### Exercise requirements
All lines up to and including the one that contains "let (output, result) = try_program(source);" are to be transcribed exactly, starting from the first line of the records.

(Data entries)
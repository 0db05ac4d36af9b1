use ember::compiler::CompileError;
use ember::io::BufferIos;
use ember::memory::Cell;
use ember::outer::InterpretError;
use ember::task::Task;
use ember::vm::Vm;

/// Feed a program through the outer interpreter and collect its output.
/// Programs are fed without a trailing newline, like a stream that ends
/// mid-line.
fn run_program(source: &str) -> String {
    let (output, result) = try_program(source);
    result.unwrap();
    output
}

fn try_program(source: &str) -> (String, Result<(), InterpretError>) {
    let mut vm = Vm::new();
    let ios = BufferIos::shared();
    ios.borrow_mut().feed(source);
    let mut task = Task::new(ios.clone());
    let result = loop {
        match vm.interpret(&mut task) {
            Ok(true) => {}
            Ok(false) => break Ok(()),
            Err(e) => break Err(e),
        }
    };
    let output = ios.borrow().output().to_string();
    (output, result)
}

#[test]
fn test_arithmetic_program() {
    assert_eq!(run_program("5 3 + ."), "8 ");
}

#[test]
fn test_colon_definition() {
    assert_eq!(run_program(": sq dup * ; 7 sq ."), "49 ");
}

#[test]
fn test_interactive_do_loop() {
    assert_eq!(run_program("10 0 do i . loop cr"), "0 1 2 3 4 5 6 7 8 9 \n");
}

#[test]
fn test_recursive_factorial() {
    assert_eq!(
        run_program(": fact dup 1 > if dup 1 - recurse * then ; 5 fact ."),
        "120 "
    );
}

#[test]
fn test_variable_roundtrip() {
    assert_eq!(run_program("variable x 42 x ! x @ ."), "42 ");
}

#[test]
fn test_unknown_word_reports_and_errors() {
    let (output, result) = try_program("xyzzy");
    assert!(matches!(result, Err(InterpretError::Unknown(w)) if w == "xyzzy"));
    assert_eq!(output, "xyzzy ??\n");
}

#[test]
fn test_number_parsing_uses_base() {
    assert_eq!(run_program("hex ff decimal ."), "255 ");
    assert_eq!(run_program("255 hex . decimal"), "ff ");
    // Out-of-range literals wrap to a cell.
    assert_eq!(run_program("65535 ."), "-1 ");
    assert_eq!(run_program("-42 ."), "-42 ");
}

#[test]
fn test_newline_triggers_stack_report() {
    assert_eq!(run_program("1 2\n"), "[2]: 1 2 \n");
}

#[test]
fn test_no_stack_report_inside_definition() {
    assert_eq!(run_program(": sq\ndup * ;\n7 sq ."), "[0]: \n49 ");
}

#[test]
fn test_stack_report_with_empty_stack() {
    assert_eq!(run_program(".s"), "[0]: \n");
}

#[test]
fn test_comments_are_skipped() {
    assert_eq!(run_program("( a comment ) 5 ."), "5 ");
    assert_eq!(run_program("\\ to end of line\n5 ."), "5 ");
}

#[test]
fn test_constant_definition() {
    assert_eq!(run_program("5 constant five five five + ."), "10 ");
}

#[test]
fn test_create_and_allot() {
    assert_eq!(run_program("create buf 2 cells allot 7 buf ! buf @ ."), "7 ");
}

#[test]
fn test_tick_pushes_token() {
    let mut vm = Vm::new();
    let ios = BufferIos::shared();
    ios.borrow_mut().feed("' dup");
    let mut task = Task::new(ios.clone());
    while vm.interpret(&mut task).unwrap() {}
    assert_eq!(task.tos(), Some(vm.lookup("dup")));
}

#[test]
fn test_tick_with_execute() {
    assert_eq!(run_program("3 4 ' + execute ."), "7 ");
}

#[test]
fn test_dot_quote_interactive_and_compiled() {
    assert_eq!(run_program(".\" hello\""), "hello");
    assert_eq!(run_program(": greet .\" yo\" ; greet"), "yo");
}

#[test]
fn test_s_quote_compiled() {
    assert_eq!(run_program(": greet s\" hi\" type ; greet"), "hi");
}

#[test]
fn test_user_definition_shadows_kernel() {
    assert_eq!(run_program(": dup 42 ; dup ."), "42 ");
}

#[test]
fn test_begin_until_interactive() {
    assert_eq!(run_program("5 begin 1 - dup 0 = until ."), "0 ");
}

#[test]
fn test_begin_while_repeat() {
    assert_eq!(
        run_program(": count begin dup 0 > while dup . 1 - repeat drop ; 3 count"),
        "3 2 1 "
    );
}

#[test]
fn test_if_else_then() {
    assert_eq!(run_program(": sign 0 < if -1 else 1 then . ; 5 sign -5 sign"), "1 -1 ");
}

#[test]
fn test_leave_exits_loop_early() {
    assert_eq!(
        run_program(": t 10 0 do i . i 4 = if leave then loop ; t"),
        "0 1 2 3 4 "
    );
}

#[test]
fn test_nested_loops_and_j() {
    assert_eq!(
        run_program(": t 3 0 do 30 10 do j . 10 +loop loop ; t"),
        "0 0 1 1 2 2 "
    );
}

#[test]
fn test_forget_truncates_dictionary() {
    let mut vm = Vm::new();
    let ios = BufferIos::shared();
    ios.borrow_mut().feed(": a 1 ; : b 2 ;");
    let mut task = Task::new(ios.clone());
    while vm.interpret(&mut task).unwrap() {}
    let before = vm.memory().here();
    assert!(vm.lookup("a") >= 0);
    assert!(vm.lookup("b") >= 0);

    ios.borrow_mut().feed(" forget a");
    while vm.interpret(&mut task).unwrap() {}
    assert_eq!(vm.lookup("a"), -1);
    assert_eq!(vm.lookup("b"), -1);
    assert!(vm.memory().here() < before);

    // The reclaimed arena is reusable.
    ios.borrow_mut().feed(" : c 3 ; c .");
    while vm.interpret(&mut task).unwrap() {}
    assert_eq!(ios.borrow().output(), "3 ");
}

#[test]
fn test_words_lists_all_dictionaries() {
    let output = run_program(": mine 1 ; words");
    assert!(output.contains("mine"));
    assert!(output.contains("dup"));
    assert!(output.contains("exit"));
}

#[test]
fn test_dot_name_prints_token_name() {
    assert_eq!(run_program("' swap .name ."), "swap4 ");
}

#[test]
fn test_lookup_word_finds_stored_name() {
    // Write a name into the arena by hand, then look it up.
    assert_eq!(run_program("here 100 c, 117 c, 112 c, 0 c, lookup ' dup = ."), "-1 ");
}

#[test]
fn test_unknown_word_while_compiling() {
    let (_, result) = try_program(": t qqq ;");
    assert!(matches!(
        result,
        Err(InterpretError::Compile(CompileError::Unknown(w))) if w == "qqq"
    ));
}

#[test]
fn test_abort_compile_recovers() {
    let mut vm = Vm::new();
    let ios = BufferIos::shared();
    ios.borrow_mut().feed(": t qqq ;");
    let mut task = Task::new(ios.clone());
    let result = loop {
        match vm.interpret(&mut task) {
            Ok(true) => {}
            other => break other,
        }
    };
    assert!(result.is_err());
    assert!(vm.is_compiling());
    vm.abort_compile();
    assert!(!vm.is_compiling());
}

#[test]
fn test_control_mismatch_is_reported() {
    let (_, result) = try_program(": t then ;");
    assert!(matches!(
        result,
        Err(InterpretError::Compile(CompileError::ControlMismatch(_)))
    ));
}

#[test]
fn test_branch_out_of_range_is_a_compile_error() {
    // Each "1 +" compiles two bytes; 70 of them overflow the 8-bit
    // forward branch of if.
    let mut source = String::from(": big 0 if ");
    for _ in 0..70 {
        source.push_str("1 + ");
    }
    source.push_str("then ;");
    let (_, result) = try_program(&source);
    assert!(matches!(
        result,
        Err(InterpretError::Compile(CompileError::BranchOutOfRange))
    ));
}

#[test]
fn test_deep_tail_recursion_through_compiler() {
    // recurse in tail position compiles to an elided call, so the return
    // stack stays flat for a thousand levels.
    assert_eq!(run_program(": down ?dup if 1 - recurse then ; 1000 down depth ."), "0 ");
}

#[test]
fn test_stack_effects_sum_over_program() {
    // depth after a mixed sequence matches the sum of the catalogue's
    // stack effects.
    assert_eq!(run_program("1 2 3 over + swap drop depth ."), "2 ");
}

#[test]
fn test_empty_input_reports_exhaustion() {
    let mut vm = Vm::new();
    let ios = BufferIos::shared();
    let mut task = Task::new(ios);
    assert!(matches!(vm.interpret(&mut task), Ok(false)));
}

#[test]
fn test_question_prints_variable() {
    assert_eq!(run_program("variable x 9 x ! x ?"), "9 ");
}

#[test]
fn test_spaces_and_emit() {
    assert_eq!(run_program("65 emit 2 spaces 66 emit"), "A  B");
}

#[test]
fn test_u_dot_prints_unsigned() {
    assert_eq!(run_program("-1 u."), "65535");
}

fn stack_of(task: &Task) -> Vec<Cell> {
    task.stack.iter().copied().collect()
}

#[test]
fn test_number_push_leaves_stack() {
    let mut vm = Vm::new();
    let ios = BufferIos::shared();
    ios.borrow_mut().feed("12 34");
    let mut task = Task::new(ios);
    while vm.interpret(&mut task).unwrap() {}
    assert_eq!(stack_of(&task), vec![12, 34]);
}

### Task answer
repository 0db05ac4d36af9b1
use ember::compiler::CompileError;
use ember::io::BufferIos;
use ember::memory::Cell;
use ember::outer::InterpretError;
use ember::task::Task;
use ember::vm::Vm;

/// Feed a program through the outer interpreter and collect its output.
/// Programs are fed without a trailing newline, like a stream that ends
/// mid-line.
fn run_program(source: &str) -> String {
    let (output, result) = try_program(source);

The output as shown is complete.